Workers not polling for tasks

We are using go sdk version v1.25.1.
The number of task slots available keep reducing continously without increase in load, the number of pollers of task queue are also less than the number of pods running.


When we restart the k8s deployment where workers are running, the slots become available.
Is there a way to find why task pollers become unavailable, even when pods are in healthy condition. Is there a way to monitor this internally from the worker pod, and restart pod when it is not polling the task queue?

Is there a way to find why task pollers become unavailable, even when pods are in healthy

your worker can only poll for tasks when it has capacity (available activity task slots). so if something in your activity code blocks (such as calls do downstream apis) and activity does not release task slot, they can get filled up and worker would stop polling for more activity tasks until at least one activity completes.

so once available task slots become 0 your worker would stop polling for activity tasks.
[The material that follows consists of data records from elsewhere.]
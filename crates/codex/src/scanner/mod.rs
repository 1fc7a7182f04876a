//! The declaration scanner (parse pass).
//!
//! The first of the two whole-program passes. It walks every AST and
//! registers declared symbols in the [`CodeBase`] without resolving any
//! expression types: classes with their members, free functions, closures,
//! and global constants. Name nodes are resolved through the namespace-use
//! map as they are encountered; cross-file resolution waits for the
//! analysis pass.

use augur_ast::Node;
use augur_ast::NodeKind;
use augur_ast::Value;
use augur_ast::flags;
use augur_atom::Atom;
use augur_atom::AtomSet;
use augur_atom::atom;
use augur_atom::concat_atom;
use augur_docblock::Comment;

use crate::fqsen::ConstantFqsen;
use crate::metadata::CodeBase;
use crate::metadata::constant::ConstantMetadata;
use crate::names::NameContext;
use crate::names::UseKind;
use crate::ttype::NativeType;
use crate::ttype::Type;
use crate::ttype::union::UnionType;

pub mod class_like;
pub mod function_like;

/// Scanner behavior toggles, mirrored from the analyzer configuration.
#[derive(Debug, Clone, Copy)]
pub struct ScanOptions {
    /// When false, doc-comments are not parsed at all.
    pub read_type_annotations: bool,
    /// When false, `@template` / `@inherits` are ignored.
    pub generic_types_enabled: bool,
}

impl Default for ScanOptions {
    fn default() -> Self {
        Self { read_type_annotations: true, generic_types_enabled: true }
    }
}

/// Per-file scanner state.
pub(crate) struct ScanContext<'a> {
    pub file: Atom,
    pub names: NameContext,
    pub options: &'a ScanOptions,
}

impl ScanContext<'_> {
    /// Parses a node's doc-comment, honoring `read_type_annotations`.
    pub(crate) fn comment(&self, node: &Node) -> Comment {
        if !self.options.read_type_annotations {
            return Comment::default();
        }

        node.doc_comment.as_deref().map(Comment::parse).unwrap_or_default()
    }
}

/// Scans one file's AST into the codebase.
pub fn scan_program(codebase: &mut CodeBase, file: Atom, root: &Node, options: &ScanOptions) {
    let mut context = ScanContext { file, names: NameContext::new(), options };
    scan_statement(codebase, &mut context, root);
}

pub(crate) fn scan_statement(codebase: &mut CodeBase, context: &mut ScanContext<'_>, node: &Node) {
    match node.kind {
        NodeKind::Namespace => {
            let namespace = node.name.unwrap_or_else(|| atom(""));
            match node.child(0) {
                Some(body) => {
                    // Braced form: the namespace scopes its block only.
                    let saved = context.names.clone();
                    context.names = context.names.with_namespace(namespace);
                    scan_statement(codebase, context, body);
                    context.names = saved;
                }
                None => {
                    context.names = context.names.with_namespace(namespace);
                }
            }
        }
        NodeKind::UseDecl => {
            let kind = use_kind_of(node.flags);
            for element in &node.children {
                scan_use_element(context, kind, element, None);
            }
        }
        NodeKind::GroupUseDecl => {
            let prefix = node.name.unwrap_or_else(|| atom(""));
            let kind = use_kind_of(node.flags);
            for element in &node.children {
                scan_use_element(context, kind, element, Some(prefix));
            }
        }
        NodeKind::Declare => {
            // `strict_types` is per-analysis-context state; the analysis
            // pass picks it up from the same node.
        }
        NodeKind::ClassDecl => {
            class_like::scan_class(codebase, context, node);
        }
        NodeKind::FunctionDecl => {
            function_like::scan_function(codebase, context, node);
        }
        NodeKind::Closure => {
            function_like::scan_closure(codebase, context, node);
        }
        NodeKind::ConstDecl => {
            for element in &node.children {
                scan_global_constant(codebase, context, element);
            }
        }
        _ => {
            // Declarations may hide anywhere (conditional classes, closures
            // in expressions); descend through everything else.
            for child in &node.children {
                scan_statement(codebase, context, child);
            }
        }
    }
}

fn scan_use_element(context: &mut ScanContext<'_>, kind: UseKind, element: &Node, prefix: Option<Atom>) {
    if element.kind != NodeKind::UseElem {
        return;
    }
    let Some(target) = element.name else {
        return;
    };

    let target = match prefix {
        Some(prefix) => concat_atom!(prefix, "\\", target),
        None => target,
    };
    let alias = element.child(0).and_then(Node::name);

    context.names.add_use(kind, target, alias);
}

fn scan_global_constant(codebase: &mut CodeBase, context: &mut ScanContext<'_>, element: &Node) {
    if element.kind != NodeKind::ConstElem {
        return;
    }
    let Some(name) = element.name else {
        return;
    };

    let fqsen = ConstantFqsen::new(context.names.namespace, name);
    let mut constant = ConstantMetadata::new(fqsen, context.file, element.line);
    constant.union_type = default_value_union(element.child(0));

    codebase.add_constant(constant);
}

fn use_kind_of(node_flags: u32) -> UseKind {
    if node_flags & flags::USE_FUNCTION != 0 {
        UseKind::Function
    } else if node_flags & flags::USE_CONST != 0 {
        UseKind::Constant
    } else {
        UseKind::Normal
    }
}

/// The canonical textual form of a type-hint name node.
pub(crate) fn type_string_of_name(node: &Node) -> Option<String> {
    let name = node.name?;
    if node.has_flag(flags::NAME_FULLY_QUALIFIED) && !name.as_str().starts_with('\\') {
        Some(format!("\\{name}"))
    } else {
        Some(name.to_string())
    }
}

/// Parses a type-hint name node into a union in the current context.
pub(crate) fn union_of_type_hint(context: &ScanContext<'_>, node: Option<&Node>, templates: &AtomSet) -> UnionType {
    let Some(node) = node else {
        return UnionType::empty();
    };
    let Some(type_string) = type_string_of_name(node) else {
        return UnionType::empty();
    };

    UnionType::from_string_in_context(&type_string, &context.names, templates)
}

/// The type of a compile-time default value expression.
pub(crate) fn default_value_union(node: Option<&Node>) -> UnionType {
    let Some(node) = node else {
        return UnionType::empty();
    };

    match node.kind {
        NodeKind::Literal => match &node.value {
            Some(value) => UnionType::of(Type::from_literal(value)),
            None => UnionType::empty(),
        },
        NodeKind::ArrayLit => UnionType::of_native(NativeType::Array),
        NodeKind::UnaryOp => match node.child(0).and_then(|operand| operand.value.as_ref()) {
            Some(Value::Int(_)) => UnionType::of_native(NativeType::Int),
            Some(Value::Float(_)) => UnionType::of_native(NativeType::Float),
            _ => UnionType::empty(),
        },
        _ => UnionType::empty(),
    }
}

/// Whether a function-like body yields, ignoring nested function-likes.
pub(crate) fn body_has_yield(node: &Node) -> bool {
    match node.kind {
        NodeKind::Yield => true,
        NodeKind::Closure | NodeKind::FunctionDecl | NodeKind::ClassDecl => false,
        _ => node.children.iter().any(body_has_yield),
    }
}

#[cfg(test)]
mod tests {
    use augur_ast::Node;
    use augur_ast::NodeKind;
    use augur_ast::Value;

    use crate::fqsen::ClassFqsen;
    use crate::fqsen::FunctionFqsen;

    use super::*;

    fn name_node(name: &str, line: u32) -> Node {
        Node::new(NodeKind::Name, line).with_name(atom(name))
    }

    #[test]
    fn test_scan_namespaced_class_and_function() {
        let root = Node::new(NodeKind::StmtList, 1)
            .with_child(Node::new(NodeKind::Namespace, 1).with_name(atom("N")))
            .with_child(
                Node::new(NodeKind::ClassDecl, 2)
                    .with_name(atom("Widget"))
                    .with_child(Node::missing(2))
                    .with_child(Node::new(NodeKind::NameList, 2))
                    .with_child(Node::new(NodeKind::NameList, 2))
                    .with_child(Node::new(NodeKind::StmtList, 2)),
            )
            .with_child(
                Node::new(NodeKind::FunctionDecl, 8)
                    .with_name(atom("build"))
                    .with_child(Node::new(NodeKind::ParamList, 8))
                    .with_child(Node::new(NodeKind::StmtList, 8))
                    .with_child(Node::missing(8)),
            );

        let mut codebase = CodeBase::new();
        scan_program(&mut codebase, atom("src.php"), &root, &ScanOptions::default());

        assert!(codebase.has_class_with_fqsen(ClassFqsen::from_full_name("\\N\\Widget")));
        assert!(codebase.has_function_with_fqsen(FunctionFqsen::from_full_name("\\N\\build")));
    }

    #[test]
    fn test_scan_use_map_feeds_extends_resolution() {
        let root = Node::new(NodeKind::StmtList, 1)
            .with_child(Node::new(NodeKind::Namespace, 1).with_name(atom("N")))
            .with_child(
                Node::new(NodeKind::UseDecl, 2)
                    .with_flags(flags::USE_NORMAL)
                    .with_child(Node::new(NodeKind::UseElem, 2).with_name(atom("OtherNs\\Base"))),
            )
            .with_child(
                Node::new(NodeKind::ClassDecl, 3)
                    .with_name(atom("Derived"))
                    .with_child(name_node("Base", 3))
                    .with_child(Node::new(NodeKind::NameList, 3))
                    .with_child(Node::new(NodeKind::NameList, 3))
                    .with_child(Node::new(NodeKind::StmtList, 3)),
            );

        let mut codebase = CodeBase::new();
        scan_program(&mut codebase, atom("src.php"), &root, &ScanOptions::default());

        let derived = codebase.get_class_by_fqsen(ClassFqsen::from_full_name("\\N\\Derived")).unwrap();
        assert_eq!(derived.parent, Some(ClassFqsen::from_full_name("\\OtherNs\\Base")));
    }

    #[test]
    fn test_scan_global_constant() {
        let root = Node::new(NodeKind::StmtList, 1).with_child(
            Node::new(NodeKind::ConstDecl, 1).with_child(
                Node::new(NodeKind::ConstElem, 1)
                    .with_name(atom("LIMIT"))
                    .with_child(Node::new(NodeKind::Literal, 1).with_value(Value::Int(10))),
            ),
        );

        let mut codebase = CodeBase::new();
        scan_program(&mut codebase, atom("src.php"), &root, &ScanOptions::default());

        let fqsen = ConstantFqsen::from_full_name("\\LIMIT");
        assert_eq!(codebase.get_constant_by_fqsen(fqsen).unwrap().union_type.to_string(), "int");
    }

    #[test]
    fn test_body_has_yield_ignores_nested_closures() {
        let closure_with_yield = Node::new(NodeKind::Closure, 2)
            .with_child(Node::new(NodeKind::ParamList, 2))
            .with_child(Node::new(NodeKind::ClosureUseList, 2))
            .with_child(Node::new(NodeKind::StmtList, 2).with_child(Node::new(NodeKind::Yield, 3)));

        let body = Node::new(NodeKind::StmtList, 1).with_child(closure_with_yield);
        assert!(!body_has_yield(&body));

        let body = Node::new(NodeKind::StmtList, 1).with_child(Node::new(NodeKind::Yield, 2));
        assert!(body_has_yield(&body));
    }
}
Is there a way to monitor this internally

i think you should debug why your activity code is blocking, if you create connections to any downstreams/db would consider adding timeout on this connection that is less than the activity StartToClose timeout. if this connection then times out, fail the activity so it can retry

Is there a way to monitor this internally

server metrics can help you view activity starttoclose timeouts on namespace level

sum(rate(start_to_close_timeout{operation="TimerActiveTaskActivityTimeout"}[5m])) by(namespace,operation)

you should also alert on temporal_worker_task_slots_available dropping to zero

Thanks @tihomir it makes sense the internal db calls might block causing this. However in case when activity blocks, can it be marked as completed which we see on temporal dashboard.
Basically we see fewer workflows in running state compared to total task slots consumed.

However in case when activity blocks, can it be marked as completed which we see on temporal dashboard.

would depend on your activity retry policy. activity timeout would cause retry. can you share your activity options?

Basically we see fewer workflows in running state compared to total task slots consumed.

if you are talking about your activity task slots as in initial question then i think there is no 1-1 relationship here. your activities that keep timing out and dont release task slots are being retried, causing more activity tasks to get stuf, and you are seeing executor slot numbers depleting

The reason we found was - The activity being run here was a long running activity, and at a certain step due to race condition it was getting stuck because of a blocking fs call, since activity heartbeat timed out it got scheduled on other pod where it completed successfully but the original pod where the race condition happened never released task slot and overtime task slots kept reducing because this race condition was not very rare/happens frequently.